Jul 15, 2024 | 1:02 PM

This week’s highlights

  • Markets post fresh highs as U.S. inflation slows
  • Bond yields move lower as disinflation momentum accelerates
  • Average asking rents in Canada reached $2,185 in June as growth slows to 7 per cent
  • U.S. inflation hits 3 per cent in June, lower than expected
  • China consumer inflation stays tepid, factory-gate prices continue to fall
  • In the news: U.S. imposes tariffs on non-Mexico origin metals

Week in review

Markets post fresh highs as U.S. inflation slows

The recent market rally, which has largely been confined to a handful of mega-cap info tech names, has begun to broaden following the release of June’s consumer price index (CPI) that showed inflation slow to 3.0 per cent year-over-year (YoY). This, in turn, has fuelled speculation that the Federal Reserve (Fed) will likely cut rates at its September meeting. With investors closely watching for any signs of policy easing, this news led to a broad-based rally not only in the U.S. but internationally as well.

Highlights:

  • U.S. markets were 0.89 per cent1 higher for for the week in light of potential policy easing, which pushed both the S&P 500 as well as the tech-heavy Dow – which closed above 40,000 for the second time in history – to all-time highs.
  • Canadian markets returned 2.87 per cent2 for the week with strong gains across all sectors except info tech which lagged in large part due to Shopify which was down almost 4.0 per cent for the week.
  • With election uncertainty now in the rearview mirror, European markets returned 2.32 per cent3 for the week as stocks notched their best session since early June amid slowing U.S. inflation.
  • Emerging markets closed 2.24 per cent4 as Asian markets – and in particular banking stocks – experienced some of their biggest gains in years. Singapore’s main stock index, the Straits Times Index, closed at its highest level in six years.

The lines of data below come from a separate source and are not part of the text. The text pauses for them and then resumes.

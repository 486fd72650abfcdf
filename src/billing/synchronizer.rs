use time::OffsetDateTime;
use tracing::{info, warn};
use uuid::Uuid;

use crate::billing::reconciler::reconcile;
use crate::billing::resolver::PriceCatalog;
use crate::billing::BillingError;
use crate::db::billing_repository::BillingRepository;
use crate::models::customer::PlanClaims;
use crate::models::subscription::SubscriptionRecord;
use crate::services::stripe::{StripeGateway, SubscriptionInfo};

#[derive(Debug, Clone)]
pub struct SyncOutcome {
    pub user_id: Uuid,
    pub claims: PlanClaims,
    pub winner: Option<String>,
}

fn ts(secs: Option<i64>) -> Option<OffsetDateTime> {
    secs.and_then(|s| OffsetDateTime::from_unix_timestamp(s).ok())
}

fn record_from_info(info: &SubscriptionInfo, now: OffsetDateTime) -> SubscriptionRecord {
    SubscriptionRecord {
        id: info.id.clone(),
        stripe_customer_id: info.customer.clone(),
        status: info.status.clone(),
        price_id: info.price_id.clone(),
        currency: info.currency.clone(),
        amount_due: info.amount_due,
        current_period_start: ts(info.current_period_start),
        current_period_end: ts(info.current_period_end),
        cancel_at_period_end: info.cancel_at_period_end,
        canceled_at: ts(info.canceled_at),
        trial_end: ts(info.trial_end),
        resolved_plan: None,
        resolved_plan_priority: None,
        superseded: false,
        last_reconciled_at: None,
        created_at: now,
        updated_at: now,
    }
}

/// Re-run reconciliation over everything stored for the customer, schedule
/// cancellation of still-active losers, persist the outcome, and write the
/// resulting claims onto the user row.
async fn reconcile_customer(
    db: &dyn BillingRepository,
    stripe: &dyn StripeGateway,
    catalog: &PriceCatalog,
    customer_id: &str,
    user_id: Uuid,
) -> Result<SyncOutcome, BillingError> {
    let records = db.list_subscriptions_for_customer(customer_id).await?;
    let outcome = reconcile(&records, catalog);

    for entry in outcome.cancellations() {
        // Superseded subscriptions are wound down at period end, never cut
        // off immediately; a failed call is logged and the pass continues.
        if let Err(err) = stripe
            .set_subscription_cancel_at_period_end(&entry.subscription_id, true)
            .await
        {
            warn!(
                ?err,
                subscription_id = %entry.subscription_id,
                customer_id,
                "failed to schedule cancellation for superseded subscription"
            );
        }
    }

    let now = OffsetDateTime::now_utc();
    db.apply_reconciliation(customer_id, &outcome, now).await?;
    db.update_user_claims(user_id, &outcome.claims).await?;

    info!(
        customer_id,
        %user_id,
        winner = outcome.winner.as_deref().unwrap_or("none"),
        plan = outcome.claims.plan.as_str(),
        "reconciled customer subscriptions"
    );

    Ok(SyncOutcome {
        user_id,
        claims: outcome.claims,
        winner: outcome.winner,
    })
}

/// Map a Stripe subscription into the local record shape, persist it, and
/// reconcile. `prefetched` carries the payload-mapped subscription when the
/// webhook already delivered it; otherwise the subscription is fetched.
///
/// A subscription whose customer has no local mapping is acknowledged as a
/// no-op: checkout completion creates the mapping, and events racing ahead of
/// it will be followed by updates once the mapping exists.
pub async fn sync_subscription(
    db: &dyn BillingRepository,
    stripe: &dyn StripeGateway,
    catalog: &PriceCatalog,
    subscription_id: &str,
    prefetched: Option<SubscriptionInfo>,
) -> Result<Option<SyncOutcome>, BillingError> {
    let info = match prefetched {
        Some(info) => info,
        None => stripe.retrieve_subscription(subscription_id).await?,
    };

    let user_id = match db
        .find_user_id_by_stripe_customer_id(&info.customer)
        .await?
    {
        Some(id) => id,
        None => {
            info!(
                subscription_id,
                customer_id = %info.customer,
                "no customer mapping for subscription; skipping sync"
            );
            return Ok(None);
        }
    };

    let record = record_from_info(&info, OffsetDateTime::now_utc());
    db.upsert_subscription(&record).await?;

    let outcome = reconcile_customer(db, stripe, catalog, &info.customer, user_id).await?;
    Ok(Some(outcome))
}

/// Handle a subscription's final deletion. The record is soft-marked canceled
/// and claims are recomputed from the surviving set, so the scheduled death
/// of a superseded subscription leaves the winner's access untouched.
pub async fn remove_subscription(
    db: &dyn BillingRepository,
    stripe: &dyn StripeGateway,
    catalog: &PriceCatalog,
    subscription_id: &str,
) -> Result<Option<SyncOutcome>, BillingError> {
    let now = OffsetDateTime::now_utc();
    let customer_id = match db.mark_subscription_canceled(subscription_id, now).await? {
        Some(id) => id,
        None => {
            info!(subscription_id, "deletion for unknown subscription; skipping");
            return Ok(None);
        }
    };

    let user_id = match db.find_user_id_by_stripe_customer_id(&customer_id).await? {
        Some(id) => id,
        None => {
            info!(
                subscription_id,
                customer_id, "no customer mapping for deleted subscription; skipping"
            );
            return Ok(None);
        }
    };

    let outcome = reconcile_customer(db, stripe, catalog, &customer_id, user_id).await?;
    Ok(Some(outcome))
}

#[cfg(test)]
mod tests {
    use super::*;
    use crate::db::mock_db::MockBillingDb;
    use crate::models::plan::PlanTier;
    use crate::services::stripe::MockStripeGateway;

    fn info(id: &str, customer: &str, status: &str, amount: i64, period_end: i64) -> SubscriptionInfo {
        SubscriptionInfo {
            id: id.to_string(),
            customer: customer.to_string(),
            status: status.to_string(),
            price_id: Some(format!("price_{}", id)),
            currency: Some("usd".into()),
            amount_due: Some(amount),
            current_period_start: Some(period_end - 2_592_000),
            current_period_end: Some(period_end),
            cancel_at_period_end: false,
            canceled_at: None,
            trial_end: None,
        }
    }

    fn catalog() -> PriceCatalog {
        PriceCatalog::new(Vec::new(), Vec::new())
    }

    #[tokio::test]
    async fn sync_persists_record_and_writes_claims() {
        let user_id = Uuid::new_v4();
        let db = MockBillingDb::default().with_customer("cus_1", user_id);
        let stripe = MockStripeGateway::new()
            .with_subscription(info("sub_1", "cus_1", "active", 1500, 1_800_000_000));

        let outcome = sync_subscription(&db, &stripe, &catalog(), "sub_1", None)
            .await
            .unwrap()
            .expect("customer is mapped");

        assert_eq!(outcome.user_id, user_id);
        assert_eq!(outcome.claims.plan, PlanTier::Pro);
        assert!(outcome.claims.stripe_active);
        assert_eq!(outcome.winner.as_deref(), Some("sub_1"));

        let stored = db.subscription("sub_1").expect("record persisted");
        assert_eq!(stored.status, "active");
        assert!(!stored.superseded);
        assert!(stored.last_reconciled_at.is_some());
        assert_eq!(stored.resolved_plan.as_deref(), Some("pro"));
    }

    #[tokio::test]
    async fn sync_uses_prefetched_payload_without_stripe_fetch() {
        let user_id = Uuid::new_v4();
        let db = MockBillingDb::default().with_customer("cus_1", user_id);
        // Gateway has no subscription seeded; a fetch would fail.
        let stripe = MockStripeGateway::new();

        let prefetched = info("sub_1", "cus_1", "trialing", 30_000, 1_800_000_000);
        let outcome = sync_subscription(&db, &stripe, &catalog(), "sub_1", Some(prefetched))
            .await
            .unwrap()
            .unwrap();

        assert_eq!(outcome.claims.plan, PlanTier::Business);
        assert!(outcome.claims.stripe_active);
    }

    #[tokio::test]
    async fn sync_without_customer_mapping_is_a_silent_no_op() {
        let db = MockBillingDb::default();
        let stripe = MockStripeGateway::new()
            .with_subscription(info("sub_1", "cus_unknown", "active", 1500, 1_800_000_000));

        let outcome = sync_subscription(&db, &stripe, &catalog(), "sub_1", None)
            .await
            .unwrap();

        assert!(outcome.is_none());
        assert!(db.subscriptions.lock().unwrap().is_empty());
        assert!(db.claims_updates.lock().unwrap().is_empty());
    }

    #[tokio::test]
    async fn failed_cancellation_call_does_not_abort_reconciliation() {
        let user_id = Uuid::new_v4();
        let db = MockBillingDb::default().with_customer("cus_1", user_id);
        let stripe = MockStripeGateway::new()
            .with_subscription(info("sub_biz", "cus_1", "active", 30_000, 1_800_000_000))
            .failing_cancellation();

        // Existing Pro record that will lose and need cancellation.
        sync_subscription(
            &db,
            &stripe,
            &catalog(),
            "sub_pro",
            Some(info("sub_pro", "cus_1", "active", 1500, 1_700_000_000)),
        )
        .await
        .unwrap();

        let outcome = sync_subscription(&db, &stripe, &catalog(), "sub_biz", None)
            .await
            .unwrap()
            .unwrap();

        // Cancellation was attempted and failed, but flags and claims landed.
        let calls = stripe.cancel_requests.lock().unwrap().clone();
        assert!(calls.contains(&("sub_pro".to_string(), true)));
        assert_eq!(outcome.claims.plan, PlanTier::Business);
        assert!(db.subscription("sub_pro").unwrap().superseded);
        assert!(!db.subscription("sub_biz").unwrap().superseded);
    }

    #[tokio::test]
    async fn removing_the_only_subscription_downgrades_claims_to_free() {
        let user_id = Uuid::new_v4();
        let db = MockBillingDb::default().with_customer("cus_1", user_id);
        let stripe = MockStripeGateway::new();

        sync_subscription(
            &db,
            &stripe,
            &catalog(),
            "sub_1",
            Some(info("sub_1", "cus_1", "active", 1500, 1_800_000_000)),
        )
        .await
        .unwrap();
        assert_eq!(db.claims_for(user_id).unwrap().plan, PlanTier::Pro);

        let outcome = remove_subscription(&db, &stripe, &catalog(), "sub_1")
            .await
            .unwrap()
            .unwrap();

        assert_eq!(outcome.claims, PlanClaims::free());
        let stored = db.subscription("sub_1").unwrap();
        assert_eq!(stored.status, "canceled");
        assert!(stored.canceled_at.is_some());
    }

    #[tokio::test]
    async fn removing_an_unknown_subscription_is_a_silent_no_op() {
        let db = MockBillingDb::default();
        let stripe = MockStripeGateway::new();

        let outcome = remove_subscription(&db, &stripe, &catalog(), "sub_missing")
            .await
            .unwrap();
        assert!(outcome.is_none());
    }
}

Bond yields move lower as disinflation momentum accelerates

U.S. rates were broadly lower for the week following a lower-than-expected CPI inflation reading which triggered a rally in bonds. The odds of a September policy rate cut increased considerably following the CPI report. The 10-year benchmark yield is also trading below recent lows, currently at levels last seen in April. The rally was tempered somewhat by the producer price index (PPI) increasing across the board, defying expectations. Previous reads were revised higher also. PPI stripped of food, energy, and trade was the exception, with both MoM and YoY measures coming in lower. Credit spreads closed the week soft, high yield in particular. According to data compiled by Bloomberg, speculative-grade communications and technology sectors are predominantly set for downgrades, while energy and basic industry still stand out with mostly upgrade potential.

Highlights:

  • The two-year U.S. Treasury yield was 19 basis points (bps) lower while the 10-year yield fell 15 bps. In Canada, the two- and 10-year yields were 19 bps and 17 bps lower, respectively.
  • Many U.S. firms have been on the sidelines as foreign issuers have mostly tapped the primary market in recent weeks. This is partly due to the blackout just before the earnings season which kicked off on Thursday.
  • There are several Fed speakers scheduled for the coming week, including Fed Chair Powell. U.S. retail sales are due on Tuesday, while housing starts and the Fed’s Beige Book on Wednesday.

Weekly dashboard

Average asking rents in Canada reached $2,185 in June as growth slows to 7 per cent

A new report says the average asking rent for a home in Canada reached $2,185 in June, up 7 per cent compared with a year ago despite representing the slowest annual rate of growth in 13 months. The report by Urbanation and Rentals.ca, which analyzes monthly listings from the latter’s network, says average asking rents decreased 0.8 per cent from May, the largest month-over-month decline since early 2021 and atypical compared with usual monthly increases this time of year.

Highlights:

  • Based on the report, the average asking rent for a one-bedroom unit in Canada was $1,918 in June, up 7.7 per cent from a year ago, while the average asking price for a two-bedroom unit was $2,301, up 9.6 per cent.
  • Overall, asking rents for purpose-built rental apartments in June jumped 11 per cent compared with a year earlier to reach an average of $2,121, while condominium apartment rents, which averaged $2,320, were up 2.6 per cent.
  • The majority of provinces recorded year-over-year increases in asking rents for purpose-built and condo rentals, led by Saskatchewan, with a 22.1 per cent gain to reach $1,339. Ontario saw a 1.3 per cent decline from a year ago to $2,382, while rents in B.C. were flat.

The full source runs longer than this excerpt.